I also tried the linux command cut but while I was dealing with large files this seems effortless. And I wonder if cut would do a loop cut of every 3 fields just like the awk.
Can someone please help me with this and give a quick explanation? Thanks in advance.
Actions to be performed by awk on the input data must be included in curled braces, so the reason the awk one-liner you tried results in a syntax error is that the for cycle does not respect this rule. A syntactically correct version will be:
awk '{for(i=2;i<=10;i+a) {printf "%s ",$i};a=3}' <inputfile>
This is syntactically correct (almost, see end of this post.), but does not do what you think.
To separate the output by columns on different files, the best thing is to use awk redirection operator >. This will give you the desired output, given that your input files always has 10 columns:
awk '{ print $2,$3,$4 > "file_1"; print $5,$6,$7 > "file_2"; print $8,$9,$10 > "file_3"}' <inputfile>
mind the " " to specify the filenames.
EDITED: REAL WORLD CASE
If you have to loop along the columns because you have too many of them, you can still use awk (gawk), with two loops: one on the output files and one on the columns per file. This is a possible way:
#!/usr/bin/gawk -f
BEGIN{
CTOT = 24005 # total number of columns, you can use NF as well
DELTA = 800 # columns per file
START = 6 # first useful column
d = CTOT/DELTA # number of output files.
}
{
for ( i = 0 ; i < d ; i++)
{
for ( j = 0 ; j < DELTA ; j++)
{
printf("%f\t",$(START+j+i*DELTA)) > "file_out_"i
}
printf("\n") > "file_out_"i
}
}
I have tried this on the simple input files in your example. It works if CTOT can be divided by DELTA. I assumed you had floats (%f) just change that with what you need.
Let me know.
P.s. going back to your original one-liner, note that the loop is an infinite one, as i is not incremented: i+a must be substituted by i+=a, and a=3 must be inside the inner braces:
awk '{for(i=2;i<=10;i+=a) {printf "%s ",$i;a=3}}' <inputfile>
this evaluates a=3 at every cycle, which is a bit pointless. A better version would thus be:
awk '{for(i=2;i<=10;i+=3) {printf "%s ",$i}}' <inputfile>
Still, this will just print the 2nd, 5th and 8th column of your file, which is not what you wanted.

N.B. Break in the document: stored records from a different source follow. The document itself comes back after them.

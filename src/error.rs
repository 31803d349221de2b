//! Error types for the booksync core.
//!
//! - [`ImportError`] - CSV ingestion errors
//! - [`ResolveError`] - reference lookup and entry-time business rules
//! - [`TranslateError`] - payload translation errors
//! - [`PipelineError`] - top-level orchestration errors
//! - [`ServerError`] - HTTP surface errors
//!
//! Expected conditions (row errors, an unresolvable line reference) are
//! returned as structured values, never thrown; these enums cover the
//! unexpected and the per-call failures. Error conversion is automatic via
//! `From` implementations, so `?` works across boundaries.

use thiserror::Error;

// =============================================================================
// Import Errors
// =============================================================================

/// Errors while turning raw CSV bytes into import rows.
#[derive(Debug, Error)]
pub enum ImportError {
    /// Failed to read file.
    #[error("Failed to read file: {0}")]
    Io(#[from] std::io::Error),

    /// Failed to decode file content.
    #[error("Failed to decode content as {0}")]
    Encoding(String),

    /// Malformed CSV.
    #[error("Invalid CSV: {0}")]
    Csv(#[from] csv::Error),

    /// Empty file.
    #[error("CSV file is empty")]
    EmptyFile,

    /// A required column is absent from the header row.
    #[error("Missing required column: {0}")]
    MissingColumn(String),
}

// =============================================================================
// Resolve Errors
// =============================================================================

/// Entry-time reference errors raised by the editor flows.
#[derive(Debug, Error, PartialEq, Eq)]
pub enum ResolveError {
    /// AP/AR accounts may not be booked against on a bill line.
    #[error("You cannot select {name} in a Bill")]
    RestrictedAccount { name: String },

    /// Account id not present in the reference table.
    #[error("Unknown account: {0}")]
    UnknownAccount(String),

    /// Product id not present in the reference table.
    #[error("Unknown product: {0}")]
    UnknownProduct(String),
}

// =============================================================================
// Translate Errors
// =============================================================================

/// Errors while building an external payload from a document.
#[derive(Debug, Error, PartialEq, Eq)]
pub enum TranslateError {
    /// A document must carry at least one line before submission.
    #[error("Document has no line items")]
    EmptyDocument,

    /// A line's mandatory account/item reference is absent or unresolvable.
    #[error("Line {line}: missing or unresolvable {field}")]
    MissingReference { line: usize, field: &'static str },
}

// =============================================================================
// Pipeline Errors (top-level)
// =============================================================================

/// Top-level orchestration errors.
///
/// This is the main error type returned by [`crate::pipeline::import_bytes`].
#[derive(Debug, Error)]
pub enum PipelineError {
    /// CSV ingestion error.
    #[error("Import error: {0}")]
    Import(#[from] ImportError),

    /// Translation error.
    #[error("Translate error: {0}")]
    Translate(#[from] TranslateError),

    /// JSON serialization/deserialization error.
    #[error("JSON error: {0}")]
    Json(#[from] serde_json::Error),
}

// =============================================================================
// Server Errors
// =============================================================================

/// HTTP server errors.
#[derive(Debug, Error)]
pub enum ServerError {
    /// Pipeline error.
    #[error("Pipeline error: {0}")]
    Pipeline(#[from] PipelineError),

    /// Invalid request.
    #[error("Invalid request: {0}")]
    BadRequest(String),

    /// Server internal error.
    #[error("Internal server error: {0}")]
    Internal(String),
}

// =============================================================================
// Result Type Aliases
// =============================================================================

/// Result type for CSV ingestion.
pub type ImportResult<T> = Result<T, ImportError>;

/// Result type for reference resolution.
pub type ResolveResult<T> = Result<T, ResolveError>;

/// Result type for payload translation.
pub type TranslateResult<T> = Result<T, TranslateError>;

/// Result type for pipeline operations.
pub type PipelineResult<T> = Result<T, PipelineError>;

/// Result type for server operations.
pub type ServerResult<T> = Result<T, ServerError>;

#[cfg(test)]
mod tests {
    use super::*;

    #[test]
    fn test_error_conversion_chain() {
        // ImportError -> PipelineError
        let import_err = ImportError::EmptyFile;
        let pipeline_err: PipelineError = import_err.into();
        assert!(pipeline_err.to_string().contains("empty"));

        // TranslateError -> PipelineError
        let translate_err = TranslateError::MissingReference { line: 2, field: "itemRef" };
        let pipeline_err: PipelineError = translate_err.into();
        assert!(pipeline_err.to_string().contains("itemRef"));
    }

    #[test]
    fn test_restricted_account_message_names_account() {
        let err = ResolveError::RestrictedAccount { name: "Accounts Payable (A/P)".into() };
        assert_eq!(err.to_string(), "You cannot select Accounts Payable (A/P) in a Bill");
    }
}
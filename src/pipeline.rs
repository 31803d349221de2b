//! High-level pipeline API for CSV to document import.
//!
//! This module combines all stages: parsing, validation, grouping, document
//! building and totals.
//!
//! # Example
//!
//! ```rust,ignore
//! use booksync::pipeline::{import_csv, ImportOptions};
//! use std::path::Path;
//!
//! fn main() -> Result<(), Box<dyn std::error::Error>> {
//!     let outcome = import_csv(Path::new("invoices.csv"), ImportOptions::default())?;
//!     println!("Imported {} documents", outcome.documents.len());
//!     Ok(())
//! }
//! ```

use serde::{Deserialize, Serialize};
use std::path::Path;

use crate::api::logs::{log_error, log_info, log_success, log_warning};
use crate::error::{ImportError, PipelineResult};
use crate::import::{
    documents_from_groups, group_rows, validate_rows, MissingIdPolicy, RowError,
};
use crate::models::{Document, Platform, Product};
use crate::parser::{parse_bytes_auto, parse_file_auto, ParseResult};
use crate::totals::{aggregate, DocumentTotals};

/// Options for the import pipeline
#[derive(Debug, Clone, Serialize, Deserialize)]
pub struct ImportOptions {
    /// Target platform for the documents being staged
    pub platform: Platform,

    /// How to treat rows with a blank InvoiceNumber
    #[serde(default)]
    pub missing_id_policy: MissingIdPolicy,

    /// Product table used to pre-resolve item names, may be empty
    #[serde(default)]
    pub products: Vec<Product>,
}

impl Default for ImportOptions {
    fn default() -> Self {
        Self {
            platform: Platform::QuickBooks,
            missing_id_policy: MissingIdPolicy::default(),
            products: Vec::new(),
        }
    }
}

/// Result of a complete import pipeline run
#[derive(Debug, Clone, Serialize)]
pub struct ImportOutcome {
    /// Draft documents, one per invoice group, in first-seen order
    pub documents: Vec<Document>,

    /// Totals for each document, same order as `documents`
    pub totals: Vec<DocumentTotals>,

    /// Row-level validation errors; non-empty means no documents were built
    pub errors: Vec<RowError>,

    /// CSV parsing metadata
    pub csv_info: CsvInfo,
}

impl ImportOutcome {
    pub fn is_clean(&self) -> bool {
        self.errors.is_empty()
    }
}

/// CSV file information
#[derive(Debug, Clone, Serialize)]
pub struct CsvInfo {
    pub encoding: String,
    pub delimiter: char,
    pub headers: Vec<String>,
    pub row_count: usize,
}

/// Import a CSV file into draft documents.
///
/// This is the main entry point for the pipeline. It:
/// 1. Parses the CSV with encoding/delimiter auto-detection
/// 2. Validates every row against the bulk-import rules
/// 3. Groups rows by InvoiceNumber (first-seen order)
/// 4. Builds one draft document per group and aggregates its totals
///
/// Validation is all-or-nothing: any row error blocks document building and
/// the outcome carries the full error report instead.
pub fn import_csv(path: &Path, options: ImportOptions) -> PipelineResult<ImportOutcome> {
    let parse_result = parse_file_auto(path)?;
    import_parsed(parse_result, options)
}

/// Import CSV bytes into draft documents.
///
/// Same as `import_csv` but accepts raw bytes instead of a file path.
pub fn import_bytes(bytes: &[u8], options: ImportOptions) -> PipelineResult<ImportOutcome> {
    let parse_result = parse_bytes_auto(bytes)?;
    import_parsed(parse_result, options)
}

/// Internal: run the validate/group/build stages on parsed CSV data
fn import_parsed(parse_result: ParseResult, options: ImportOptions) -> PipelineResult<ImportOutcome> {
    log_info("Reading CSV...");
    log_success(format!("Detected encoding: {}", parse_result.encoding));
    log_success(format!(
        "Detected separator: '{}'",
        format_delimiter(parse_result.delimiter)
    ));
    log_success(format!("Read {} rows", parse_result.rows.len()));

    let csv_info = CsvInfo {
        encoding: parse_result.encoding.clone(),
        delimiter: parse_result.delimiter,
        headers: parse_result.headers.clone(),
        row_count: parse_result.rows.len(),
    };

    if parse_result.rows.is_empty() {
        return Err(ImportError::EmptyFile.into());
    }

    log_info("Validating rows...");
    let validation = validate_rows(&parse_result.rows, options.missing_id_policy);
    if !validation.is_clean() {
        log_error(format!("{} validation error(s), import blocked", validation.errors.len()));
        for err in validation.errors.iter().take(5) {
            log_error(format!("Row {}: {}", err.row, err.message));
        }
        if validation.errors.len() > 5 {
            log_warning(format!("... and {} more", validation.errors.len() - 5));
        }
        return Ok(ImportOutcome {
            documents: Vec::new(),
            totals: Vec::new(),
            errors: validation.errors,
            csv_info,
        });
    }
    log_success("All rows valid");

    log_info("Grouping by InvoiceNumber...");
    let groups = group_rows(&parse_result.rows);
    log_success(format!("{} invoice group(s)", groups.len()));

    let documents = documents_from_groups(&groups, options.platform, &options.products);
    let totals: Vec<DocumentTotals> = documents.iter().map(|d| aggregate(&d.lines)).collect();
    log_success(format!("Built {} draft document(s)", documents.len()));

    Ok(ImportOutcome { documents, totals, errors: Vec::new(), csv_info })
}

/// Format delimiter for display
fn format_delimiter(d: char) -> &'static str {
    match d {
        ';' => ";",
        ',' => ",",
        '\t' => "TAB",
        '|' => "|",
        _ => "?",
    }
}

#[cfg(test)]
mod tests {
    use super::*;

    const CLEAN_CSV: &str = "\
InvoiceNumber,CustomerName,CustomerEmail,InvoiceDate,DueDate,ItemName,ItemDescription,Quantity,Rate
1001,Acme,billing@acme.com,2024-01-01,2024-01-31,Widget,Standard widget,2,5
1001,Acme,billing@acme.com,2024-01-01,2024-01-31,Gadget,Deluxe gadget,1,30
1002,Globex,ap@globex.com,2024-01-02,2024-02-01,Widget,Standard widget,4,5
";

    #[test]
    fn test_clean_import_builds_documents() {
        let outcome = import_bytes(CLEAN_CSV.as_bytes(), ImportOptions::default()).unwrap();
        assert!(outcome.is_clean());
        assert_eq!(outcome.documents.len(), 2);
        assert_eq!(outcome.documents[0].number, "1001");
        assert_eq!(outcome.documents[0].lines.len(), 2);
        assert_eq!(outcome.totals[0].total.to_string(), "40");
        assert_eq!(outcome.totals[1].total.to_string(), "20");
        assert_eq!(outcome.csv_info.row_count, 3);
        assert_eq!(outcome.csv_info.delimiter, ',');
    }

    #[test]
    fn test_row_error_blocks_all_documents() {
        let csv = CLEAN_CSV.replace("ap@globex.com", "not-an-email");
        let outcome = import_bytes(csv.as_bytes(), ImportOptions::default()).unwrap();
        assert!(!outcome.is_clean());
        assert!(outcome.documents.is_empty());
        assert!(outcome.totals.is_empty());
        assert_eq!(outcome.errors[0].row, 4);
        assert_eq!(outcome.errors[0].message, "Invalid email format.");
    }

    #[test]
    fn test_empty_file_is_an_error() {
        let csv = "InvoiceNumber,CustomerName,CustomerEmail,InvoiceDate,DueDate,ItemName,ItemDescription,Quantity,Rate\n";
        assert!(import_bytes(csv.as_bytes(), ImportOptions::default()).is_err());
    }

    #[test]
    fn test_default_options() {
        let opts = ImportOptions::default();
        assert_eq!(opts.platform, Platform::QuickBooks);
        assert_eq!(opts.missing_id_policy, MissingIdPolicy::Skip);
        assert!(opts.products.is_empty());
    }
}
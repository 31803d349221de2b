//! HTTP API module.
//!
//! This module provides the HTTP server and API types for the booksync
//! service.

pub mod logs;
pub mod server;
pub mod types;

pub use logs::*;
pub use server::start_server;
pub use types::*;
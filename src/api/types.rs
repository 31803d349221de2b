//! REST API types for the operator console.
//!
//! Import responses carry the rebuilt draft documents directly, so the
//! console can open them in the editor without another fetch.

use serde::{Deserialize, Serialize};
use serde_json::{json, Value};
use uuid::Uuid;

use crate::import::RowError;
use crate::models::Document;
use crate::pipeline::ImportOutcome;
use crate::resolve::ReferenceTables;
use crate::totals::DocumentTotals;

/// Response sent to the console after a CSV import run.
///
/// `status` is "ready" when every row validated and drafts were built,
/// "error" when validation blocked the import (the error report is in
/// `metadata.validation`).
#[derive(Debug, Clone, Serialize, Deserialize)]
#[serde(rename_all = "camelCase")]
pub struct ImportResponse {
    /// Unique job identifier
    pub job_id: String,

    /// Status: "ready" or "error"
    pub status: String,

    /// Draft documents, one per invoice group
    pub documents: Vec<Document>,

    /// Totals per document, same order as `documents`
    pub totals: Vec<DocumentTotals>,

    /// Metadata about the import run
    pub metadata: ResponseMetadata,
}

/// Metadata about the import run
#[derive(Debug, Clone, Serialize, Deserialize)]
#[serde(rename_all = "camelCase")]
pub struct ResponseMetadata {
    /// Number of draft documents built
    pub total_documents: usize,

    /// CSV info
    pub csv_info: CsvMetadata,

    /// Validation report
    pub validation: ValidationStats,
}

/// CSV file metadata
#[derive(Debug, Clone, Serialize, Deserialize)]
#[serde(rename_all = "camelCase")]
pub struct CsvMetadata {
    pub encoding: String,
    pub delimiter: String,
    pub row_count: usize,
    pub columns: Vec<String>,
}

/// Validation report
#[derive(Debug, Clone, Serialize, Deserialize)]
#[serde(rename_all = "camelCase")]
pub struct ValidationStats {
    pub error_count: usize,
    pub errors: Vec<RowError>,
}

impl From<ImportOutcome> for ImportResponse {
    fn from(outcome: ImportOutcome) -> Self {
        let status = if outcome.is_clean() { "ready" } else { "error" };

        ImportResponse {
            job_id: Uuid::new_v4().to_string(),
            status: status.to_string(),
            metadata: ResponseMetadata {
                total_documents: outcome.documents.len(),
                csv_info: CsvMetadata {
                    encoding: outcome.csv_info.encoding,
                    delimiter: outcome.csv_info.delimiter.to_string(),
                    row_count: outcome.csv_info.row_count,
                    columns: outcome.csv_info.headers,
                },
                validation: ValidationStats {
                    error_count: outcome.errors.len(),
                    errors: outcome.errors,
                },
            },
            documents: outcome.documents,
            totals: outcome.totals,
        }
    }
}

/// Request body for the translate endpoint: a staged document plus the
/// reference tables it must resolve against.
#[derive(Debug, Clone, Serialize, Deserialize)]
#[serde(rename_all = "camelCase")]
pub struct TranslateRequest {
    pub document: Document,
    #[serde(default)]
    pub references: ReferenceTables,
}

/// Create an error response
pub fn error_response(error: &str) -> Value {
    json!({
        "jobId": Uuid::new_v4().to_string(),
        "status": "error",
        "error": error,
        "documents": [],
        "totals": [],
        "metadata": {
            "totalDocuments": 0
        }
    })
}

#[cfg(test)]
mod tests {
    use super::*;
    use crate::pipeline::CsvInfo;

    fn outcome(errors: Vec<RowError>) -> ImportOutcome {
        ImportOutcome {
            documents: Vec::new(),
            totals: Vec::new(),
            errors,
            csv_info: CsvInfo {
                encoding: "utf-8".to_string(),
                delimiter: ';',
                headers: vec!["InvoiceNumber".to_string()],
                row_count: 1,
            },
        }
    }

    #[test]
    fn test_clean_outcome_is_ready() {
        let resp = ImportResponse::from(outcome(Vec::new()));
        assert_eq!(resp.status, "ready");
        assert_eq!(resp.metadata.csv_info.delimiter, ";");
        assert_eq!(resp.metadata.validation.error_count, 0);
    }

    #[test]
    fn test_blocked_outcome_is_error() {
        let errors = vec![RowError { row: 2, message: "CustomerName is required.".to_string() }];
        let resp = ImportResponse::from(outcome(errors));
        assert_eq!(resp.status, "error");
        assert_eq!(resp.metadata.validation.error_count, 1);
        assert_eq!(resp.metadata.validation.errors[0].row, 2);
    }

    #[test]
    fn test_error_response_shape() {
        let v = error_response("No file provided");
        assert_eq!(v["status"], "error");
        assert_eq!(v["error"], "No file provided");
    }
}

awk '{ print $2, $3, $4 >"output_file_1";
print $5, $6, $7 >"output_file_2";
print $8, $9, $10 >"output_file_3";
}' input_file
This makes one pass through the input file, which is preferable to multiple passes. Clearly, the code shown only deals with the fixed number of columns (and therefore a fixed number of output files). It can be modified, if necessary, to deal with variable numbers of columns and generating variable file names, etc.
(My real world case is to extract every 800 columns from a total 24005 columns file starting at column 6, so I need a loop)
In that case, you're correct; you need a loop. In fact, you need two loops:
awk 'BEGIN { gap = 800; start = 6; filebase = "output_file_"; }
{
for (i = start; i < start + gap; i++)
{
file = sprintf("%s%d", filebase, i);
for (j = i; j <= NF; j += gap)
printf("%s ", $j) > file;
printf "\n" > file;
}
}' input_file
I demonstrated this to my satisfaction with an input file with 25 columns (numbers 1-25 in the corresponding columns) and gap set to 8 and start set to 2. The output below is the resulting 8 files pasted horizontally.
2 10 18 3 11 19 4 12 20 5 13 21 6 14 22 7 15 23 8 16 24 9 17 25
2 10 18 3 11 19 4 12 20 5 13 21 6 14 22 7 15 23 8 16 24 9 17 25
2 10 18 3 11 19 4 12 20 5 13 21 6 14 22 7 15 23 8 16 24 9 17 25
2 10 18 3 11 19 4 12 20 5 13 21 6 14 22 7 15 23 8 16 24 9 17 25
With GNU awk:
$ awk -v d=3 '{for(i=2;i<NF;i+=d) print gensub("(([^ ]+ +){" i-1 "})(([^ ]+( +|$)){" d "}).*","\\3",""); print "----"}' file
1 2 3
4 5 6
7 8 9
----
1 2 3
4 5 6
7 8 9
----
1 2 3
4 5 6
7 8 9
----
1 2 3
4 5 6
7 8 9
----
Just redirect the output to files if desired:
$ awk -v d=3 '{sfx=0; for(i=2;i<NF;i+=d) print gensub("(([^ ]+ +){" i-1 "})(([^ ]+( +|$)){" d "}).*","\\3","") > ("output_file_" ++sfx)}' file
The idea is just to tell gensub() to skip the first few (i-1) fields then print the number of fields you want (d = 3) and ignore the rest (.*). If you're not printing exact multiples of the number of fields you'll need to massage how many fields get printed on the last loop iteration. Do the math...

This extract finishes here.